Panicum abscissum is a species of grass known by the common name cutthroat grass. It is endemic to Florida in the United States. It is limited to five counties in the central Florida peninsula.[1]

This species is a rhizomatous perennial grass with stems growing up to 70 centimetres (2.3 feet) tall. The leaves are up to 25 centimetres (9.8 inches) long and the ligule is very short. There are small terminal and axillary panicles bearing flowers.[1] The panicles are purple in color.[2] The spikelets are just a few millimeters in length. Most of the plant's growth occurs in March through June. It blooms most heavily after a fire, and rarely blooms in the absence of fire.[1]
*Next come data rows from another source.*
//! Identity and Diffie-Hellman key pairs
//!
//! A device identity is a single Ed25519 key. It signs prekeys and, through
//! the birational map between Edwards and Montgomery forms, also takes part in
//! X25519 key agreement. Prekeys and ratchet keys are plain X25519 key pairs.
//!
//! Key generation takes a caller-provided 32-byte seed so that tests can run
//! against a seeded environment.

use std::fmt;

use ed25519_dalek::{Signature, Signer, SigningKey, VerifyingKey};
use x25519_dalek::{PublicKey, StaticSecret};
use zeroize::Zeroize;

use crate::CryptoError;

/// Size of every public key handled by this crate
pub const PUBLIC_KEY_SIZE: usize = 32;

/// Size of an Ed25519 signature
pub const SIGNATURE_SIZE: usize = 64;

/// Long-term device identity (Ed25519).
pub struct IdentityKeyPair {
    signing: SigningKey,
}

impl IdentityKeyPair {
    /// Derive an identity from a 32-byte secret seed.
    pub fn from_seed(seed: &[u8; 32]) -> Self {
        Self { signing: SigningKey::from_bytes(seed) }
    }

    /// Secret seed, for persistence.
    pub fn to_seed(&self) -> [u8; 32] {
        self.signing.to_bytes()
    }

    /// Public half, published to the key server.
    pub fn public(&self) -> IdentityPublicKey {
        IdentityPublicKey(self.signing.verifying_key().to_bytes())
    }

    /// Sign a message with the identity key.
    pub fn sign(&self, message: &[u8]) -> [u8; SIGNATURE_SIZE] {
        self.signing.sign(message).to_bytes()
    }

    /// X25519 agreement using the Montgomery form of the identity key.
    pub fn agree(&self, peer: &[u8; PUBLIC_KEY_SIZE]) -> Result<[u8; 32], CryptoError> {
        let mut scalar = self.signing.to_scalar_bytes();
        let secret = StaticSecret::from(scalar);
        scalar.zeroize();
        agree_with(&secret, peer)
    }
}

impl fmt::Debug for IdentityKeyPair {
    fn fmt(&self, f: &mut fmt::Formatter<'_>) -> fmt::Result {
        f.debug_struct("IdentityKeyPair").field("public", &self.public()).finish_non_exhaustive()
    }
}

/// Public identity key bytes (Ed25519, compressed Edwards form).
#[derive(Clone, Copy, PartialEq, Eq, Hash)]
pub struct IdentityPublicKey(pub [u8; PUBLIC_KEY_SIZE]);

impl IdentityPublicKey {
    /// Raw key bytes.
    pub fn as_bytes(&self) -> &[u8; PUBLIC_KEY_SIZE] {
        &self.0
    }

    /// Verify an identity signature.
    ///
    /// Uses strict verification: small-order keys and malleable signatures are
    /// rejected.
    pub fn verify(&self, message: &[u8], signature: &[u8; SIGNATURE_SIZE]) -> Result<(), CryptoError> {
        let key = self.verifying_key()?;
        key.verify_strict(message, &Signature::from_bytes(signature))
            .map_err(|_| CryptoError::InvalidSignature)
    }

    /// Montgomery (X25519) form of this identity key.
    pub fn to_x25519(&self) -> Result<[u8; PUBLIC_KEY_SIZE], CryptoError> {
        Ok(self.verifying_key()?.to_montgomery().to_bytes())
    }

    fn verifying_key(&self) -> Result<VerifyingKey, CryptoError> {
        VerifyingKey::from_bytes(&self.0).map_err(|e| CryptoError::InvalidKey {
            reason: format!("identity key does not decode: {e}"),
        })
    }
}

impl fmt::Debug for IdentityPublicKey {
    fn fmt(&self, f: &mut fmt::Formatter<'_>) -> fmt::Result {
        write!(f, "IdentityPublicKey({:02x}{:02x}{:02x}{:02x}..)", self.0[0], self.0[1], self.0[2], self.0[3])
    }
}

/// X25519 key pair used for prekeys, ephemeral keys and ratchet keys.
#[derive(Clone)]
pub struct DhKeyPair {
    secret: StaticSecret,
    public: [u8; PUBLIC_KEY_SIZE],
}

impl DhKeyPair {
    /// Build a key pair from 32 secret bytes (clamped by X25519).
    pub fn from_seed(seed: [u8; 32]) -> Self {
        let secret = StaticSecret::from(seed);
        let public = PublicKey::from(&secret).to_bytes();
        Self { secret, public }
    }

    /// Public key bytes.
    pub fn public(&self) -> [u8; PUBLIC_KEY_SIZE] {
        self.public
    }

    /// Secret bytes, for persistence.
    pub fn secret_bytes(&self) -> [u8; 32] {
        self.secret.to_bytes()
    }

    /// X25519 agreement with a peer public key.
    pub fn agree(&self, peer: &[u8; PUBLIC_KEY_SIZE]) -> Result<[u8; 32], CryptoError> {
        agree_with(&self.secret, peer)
    }
}

impl fmt::Debug for DhKeyPair {
    fn fmt(&self, f: &mut fmt::Formatter<'_>) -> fmt::Result {
        f.debug_struct("DhKeyPair").field("public", &self.public[..4].to_vec()).finish_non_exhaustive()
    }
}

/// Signature payload binding a signed prekey to its identity.
///
/// Both sides build the same bytes, so the signature also commits to the
/// prekey id.
pub fn signed_prekey_message(prekey_id: u32, prekey: &[u8; PUBLIC_KEY_SIZE]) -> [u8; 36] {
    let mut message = [0u8; 36];
    message[..4].copy_from_slice(&prekey_id.to_be_bytes());
    message[4..].copy_from_slice(prekey);
    message
}

fn agree_with(secret: &StaticSecret, peer: &[u8; PUBLIC_KEY_SIZE]) -> Result<[u8; 32], CryptoError> {
    let shared = secret.diffie_hellman(&PublicKey::from(*peer));
    if !shared.was_contributory() {
        return Err(CryptoError::InvalidKey { reason: "non-contributory key agreement".to_string() });
    }
    Ok(shared.to_bytes())
}

#[cfg(test)]
mod tests {
    use super::*;

    fn seed(byte: u8) -> [u8; 32] {
        [byte; 32]
    }

    #[test]
    fn identity_sign_and_verify() {
        let identity = IdentityKeyPair::from_seed(&seed(1));
        let signature = identity.sign(b"prekey bytes");

        identity.public().verify(b"prekey bytes", &signature).unwrap();
        assert_eq!(
            identity.public().verify(b"other bytes", &signature),
            Err(CryptoError::InvalidSignature)
        );
    }

    #[test]
    fn identity_seed_roundtrip() {
        let identity = IdentityKeyPair::from_seed(&seed(7));
        let restored = IdentityKeyPair::from_seed(&identity.to_seed());
        assert_eq!(identity.public(), restored.public());
    }

    #[test]
    fn identity_agreement_matches_converted_public_key() {
        let alice = IdentityKeyPair::from_seed(&seed(2));
        let bob = DhKeyPair::from_seed(seed(3));

        let alice_side = alice.agree(&bob.public()).unwrap();
        let bob_side = bob.agree(&alice.public().to_x25519().unwrap()).unwrap();

        assert_eq!(alice_side, bob_side);
    }

    #[test]
    fn identity_to_identity_agreement() {
        let alice = IdentityKeyPair::from_seed(&seed(4));
        let bob = IdentityKeyPair::from_seed(&seed(5));

        let a = alice.agree(&bob.public().to_x25519().unwrap()).unwrap();
        let b = bob.agree(&alice.public().to_x25519().unwrap()).unwrap();

        assert_eq!(a, b);
    }

    #[test]
    fn dh_agreement_is_symmetric() {
        let a = DhKeyPair::from_seed(seed(8));
        let b = DhKeyPair::from_seed(seed(9));
        assert_eq!(a.agree(&b.public()).unwrap(), b.agree(&a.public()).unwrap());
    }

    #[test]
    fn low_order_point_is_rejected() {
        let a = DhKeyPair::from_seed(seed(10));
        let result = a.agree(&[0u8; 32]);
        assert!(matches!(result, Err(CryptoError::InvalidKey { .. })));
    }

    #[test]
    fn dh_secret_roundtrip() {
        let a = DhKeyPair::from_seed(seed(11));
        let restored = DhKeyPair::from_seed(a.secret_bytes());
        assert_eq!(a.public(), restored.public());
    }

    #[test]
    fn signed_prekey_message_commits_to_id() {
        let key = [0x42; 32];
        assert_ne!(signed_prekey_message(1, &key), signed_prekey_message(2, &key));
    }
}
This grass grows in seepage bogs on the Lake Wales Ridge and other ridges in central Florida, an area of high plant endemism. It occurs on moist slopes that receive moisture from areas at higher elevation. It may be found near ponds in Florida scrub, or scrubby habitat, and in marshy flatwoods.[1] Cutthroat grass communities are heavily dominated by the cutthroat grass species. They occur in a number of habitat types, but all are dependent on wildfire for their natural maintenance. Fire keeps the open grassland free of large and woody vegetation. The most distinctive cutthroat grass community is the cutthroat seepage slope, a range of microhabitat types defined by elevation and the water table.[3]

Most occurrences of the plant are within Polk and Highlands Counties. A large grass community exists in an area of remaining native habitat on the Avon Park Air Force Range.[3]

References[edit]

  1. ^ a b c d Panicum abscissum. NatureServe.
  2. ^ Panicum abscissum. USDA NRCS Plant Fact Sheet.
  3. ^ a b Cutthroat grass communities. Multi-species Recovery Plan for South Florida. USFWS.